### BRIEF
Below are some records; output all of them exactly as they read.

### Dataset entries
::::::

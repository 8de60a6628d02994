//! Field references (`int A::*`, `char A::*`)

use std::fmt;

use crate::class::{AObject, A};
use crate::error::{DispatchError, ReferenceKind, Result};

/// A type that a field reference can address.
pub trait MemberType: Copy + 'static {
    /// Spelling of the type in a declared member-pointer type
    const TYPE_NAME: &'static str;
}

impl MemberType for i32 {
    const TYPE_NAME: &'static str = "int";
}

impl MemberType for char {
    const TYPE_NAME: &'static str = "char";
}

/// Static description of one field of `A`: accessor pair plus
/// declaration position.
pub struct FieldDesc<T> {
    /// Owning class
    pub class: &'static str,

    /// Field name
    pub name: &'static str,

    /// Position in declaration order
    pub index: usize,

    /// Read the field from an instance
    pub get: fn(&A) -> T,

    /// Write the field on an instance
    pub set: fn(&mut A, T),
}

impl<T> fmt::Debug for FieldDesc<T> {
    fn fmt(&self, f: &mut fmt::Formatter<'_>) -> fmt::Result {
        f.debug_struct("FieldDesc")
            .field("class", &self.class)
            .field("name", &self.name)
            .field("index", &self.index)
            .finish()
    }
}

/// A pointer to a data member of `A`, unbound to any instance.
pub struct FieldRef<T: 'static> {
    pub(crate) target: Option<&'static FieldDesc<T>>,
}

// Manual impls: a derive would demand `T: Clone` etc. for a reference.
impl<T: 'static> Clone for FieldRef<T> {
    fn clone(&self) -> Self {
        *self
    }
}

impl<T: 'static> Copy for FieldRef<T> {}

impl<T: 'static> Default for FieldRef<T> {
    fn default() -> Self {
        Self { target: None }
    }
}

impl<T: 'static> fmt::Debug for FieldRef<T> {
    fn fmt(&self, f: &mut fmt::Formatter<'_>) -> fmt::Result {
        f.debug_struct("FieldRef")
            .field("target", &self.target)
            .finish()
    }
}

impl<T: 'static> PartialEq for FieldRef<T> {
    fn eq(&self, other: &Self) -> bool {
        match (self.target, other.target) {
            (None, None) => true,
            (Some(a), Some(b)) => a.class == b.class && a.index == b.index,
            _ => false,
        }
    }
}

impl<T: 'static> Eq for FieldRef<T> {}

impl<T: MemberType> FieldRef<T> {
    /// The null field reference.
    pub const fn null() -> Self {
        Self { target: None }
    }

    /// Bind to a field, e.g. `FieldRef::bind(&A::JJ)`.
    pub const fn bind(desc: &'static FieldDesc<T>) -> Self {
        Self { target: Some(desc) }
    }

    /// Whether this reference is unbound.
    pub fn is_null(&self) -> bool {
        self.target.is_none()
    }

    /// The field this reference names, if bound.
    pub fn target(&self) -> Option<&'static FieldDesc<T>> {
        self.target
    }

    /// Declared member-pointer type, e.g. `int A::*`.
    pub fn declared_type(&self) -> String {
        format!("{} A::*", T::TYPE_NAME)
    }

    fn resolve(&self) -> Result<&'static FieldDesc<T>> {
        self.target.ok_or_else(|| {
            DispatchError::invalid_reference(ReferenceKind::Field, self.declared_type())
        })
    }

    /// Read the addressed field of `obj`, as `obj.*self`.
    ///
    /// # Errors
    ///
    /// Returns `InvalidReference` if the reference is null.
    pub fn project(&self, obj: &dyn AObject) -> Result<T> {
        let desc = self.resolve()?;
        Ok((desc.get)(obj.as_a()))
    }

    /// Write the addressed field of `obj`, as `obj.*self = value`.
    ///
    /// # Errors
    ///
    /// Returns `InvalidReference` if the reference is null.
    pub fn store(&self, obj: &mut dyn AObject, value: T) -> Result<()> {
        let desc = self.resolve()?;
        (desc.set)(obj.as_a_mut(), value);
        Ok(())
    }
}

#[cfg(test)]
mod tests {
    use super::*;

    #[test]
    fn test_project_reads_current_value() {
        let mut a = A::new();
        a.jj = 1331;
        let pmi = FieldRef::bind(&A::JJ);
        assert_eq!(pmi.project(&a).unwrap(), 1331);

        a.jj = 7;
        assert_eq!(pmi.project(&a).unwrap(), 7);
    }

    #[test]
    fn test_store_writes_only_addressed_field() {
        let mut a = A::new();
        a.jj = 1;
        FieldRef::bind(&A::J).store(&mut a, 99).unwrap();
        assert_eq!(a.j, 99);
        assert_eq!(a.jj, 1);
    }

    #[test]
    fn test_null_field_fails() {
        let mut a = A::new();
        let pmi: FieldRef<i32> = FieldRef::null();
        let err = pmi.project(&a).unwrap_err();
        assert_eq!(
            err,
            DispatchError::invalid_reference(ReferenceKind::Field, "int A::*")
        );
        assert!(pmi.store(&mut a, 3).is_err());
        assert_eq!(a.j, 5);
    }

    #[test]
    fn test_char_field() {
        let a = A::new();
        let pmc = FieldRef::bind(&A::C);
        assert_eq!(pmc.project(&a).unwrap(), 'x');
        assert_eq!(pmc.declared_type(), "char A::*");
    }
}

::::::

### RESPONSE TO THIS EXERCISE
repository 8de60a6628d02994
//! Field references (`int A::*`, `char A::*`)

use std::fmt;

use crate::class::{AObject, A};
use crate::error::{DispatchError, ReferenceKind, Result};

/// A type that a field reference can address.
pub trait MemberType: Copy + 'static {
    /// Spelling of the type in a declared member-pointer type
    const TYPE_NAME: &'static str;
}

impl MemberType for i32 {
    const TYPE_NAME: &'static str = "int";
}

impl MemberType for char {
    const TYPE_NAME: &'static str = "char";
}

/// Static description of one field of `A`: accessor pair plus
/// declaration position.
pub struct FieldDesc<T> {
    /// Owning class
    pub class: &'static str,

    /// Field name
    pub name: &'static str,

    /// Position in declaration order
    pub index: usize,

    /// Read the field from an instance
    pub get: fn(&A) -> T,

    /// Write the field on an instance
    pub set: fn(&mut A, T),
}

impl<T> fmt::Debug for FieldDesc<T> {
    fn fmt(&self, f: &mut fmt::Formatter<'_>) -> fmt::Result {
        f.debug_struct("FieldDesc")
            .field("class", &self.class)
            .field("name", &self.name)
            .field("index", &self.index)
            .finish()
    }
}

/// A pointer to a data member of `A`, unbound to any instance.
pub struct FieldRef<T: 'static> {
    pub(crate) target: Option<&'static FieldDesc<T>>,
}

// Manual impls: a derive would demand `T: Clone` etc. for a reference.
impl<T: 'static> Clone for FieldRef<T> {
    fn clone(&self) -> Self {
        *self
    }
}

impl<T: 'static> Copy for FieldRef<T> {}

impl<T: 'static> Default for FieldRef<T> {
    fn default() -> Self {
        Self { target: None }
    }
}

impl<T: 'static> fmt::Debug for FieldRef<T> {
    fn fmt(&self, f: &mut fmt::Formatter<'_>) -> fmt::Result {
        f.debug_struct("FieldRef")
            .field("target", &self.target)
            .finish()
    }
}

impl<T: 'static> PartialEq for FieldRef<T> {
    fn eq(&self, other: &Self) -> bool {
        match (self.target, other.target) {
            (None, None) => true,
            (Some(a), Some(b)) => a.class == b.class && a.index == b.index,
            _ => false,
        }
    }
}

impl<T: 'static> Eq for FieldRef<T> {}

impl<T: MemberType> FieldRef<T> {
    /// The null field reference.
    pub const fn null() -> Self {
        Self { target: None }
    }

    /// Bind to a field, e.g. `FieldRef::bind(&A::JJ)`.
    pub const fn bind(desc: &'static FieldDesc<T>) -> Self {
        Self { target: Some(desc) }
    }

    /// Whether this reference is unbound.
    pub fn is_null(&self) -> bool {
        self.target.is_none()
    }

    /// The field this reference names, if bound.
    pub fn target(&self) -> Option<&'static FieldDesc<T>> {
        self.target
    }

    /// Declared member-pointer type, e.g. `int A::*`.
    pub fn declared_type(&self) -> String {
        format!("{} A::*", T::TYPE_NAME)
    }

    fn resolve(&self) -> Result<&'static FieldDesc<T>> {
        self.target.ok_or_else(|| {
            DispatchError::invalid_reference(ReferenceKind::Field, self.declared_type())
        })
    }

    /// Read the addressed field of `obj`, as `obj.*self`.
    ///
    /// # Errors
    ///
    /// Returns `InvalidReference` if the reference is null.
    pub fn project(&self, obj: &dyn AObject) -> Result<T> {
        let desc = self.resolve()?;
        Ok((desc.get)(obj.as_a()))
    }

    /// Write the addressed field of `obj`, as `obj.*self = value`.
    ///
    /// # Errors
    ///
    /// Returns `InvalidReference` if the reference is null.
    pub fn store(&self, obj: &mut dyn AObject, value: T) -> Result<()> {
        let desc = self.resolve()?;
        (desc.set)(obj.as_a_mut(), value);
        Ok(())
    }
}

#[cfg(test)]
mod tests {
    use super::*;

    #[test]
    fn test_project_reads_current_value() {
        let mut a = A::new();
        a.jj = 1331;
        let pmi = FieldRef::bind(&A::JJ);
        assert_eq!(pmi.project(&a).unwrap(), 1331);

        a.jj = 7;
        assert_eq!(pmi.project(&a).unwrap(), 7);
    }

    #[test]
    fn test_store_writes_only_addressed_field() {
        let mut a = A::new();
        a.jj = 1;
        FieldRef::bind(&A::J).store(&mut a, 99).unwrap();
        assert_eq!(a.j, 99);
        assert_eq!(a.jj, 1);
    }

    #[test]
    fn test_null_field_fails() {
        let mut a = A::new();
        let pmi: FieldRef<i32> = FieldRef::null();
        let err = pmi.project(&a).unwrap_err();
        assert_eq!(
            err,
            DispatchError::invalid_reference(ReferenceKind::Field, "int A::*")
        );
        assert!(pmi.store(&mut a, 3).is_err());
        assert_eq!(a.j, 5);
    }

    #[test]
    fn test_char_field() {
        let a = A::new();
        let pmc = FieldRef::bind(&A::C);
        assert_eq!(pmc.project(&a).unwrap(), 'x');
        assert_eq!(pmc.declared_type(), "char A::*");
    }
}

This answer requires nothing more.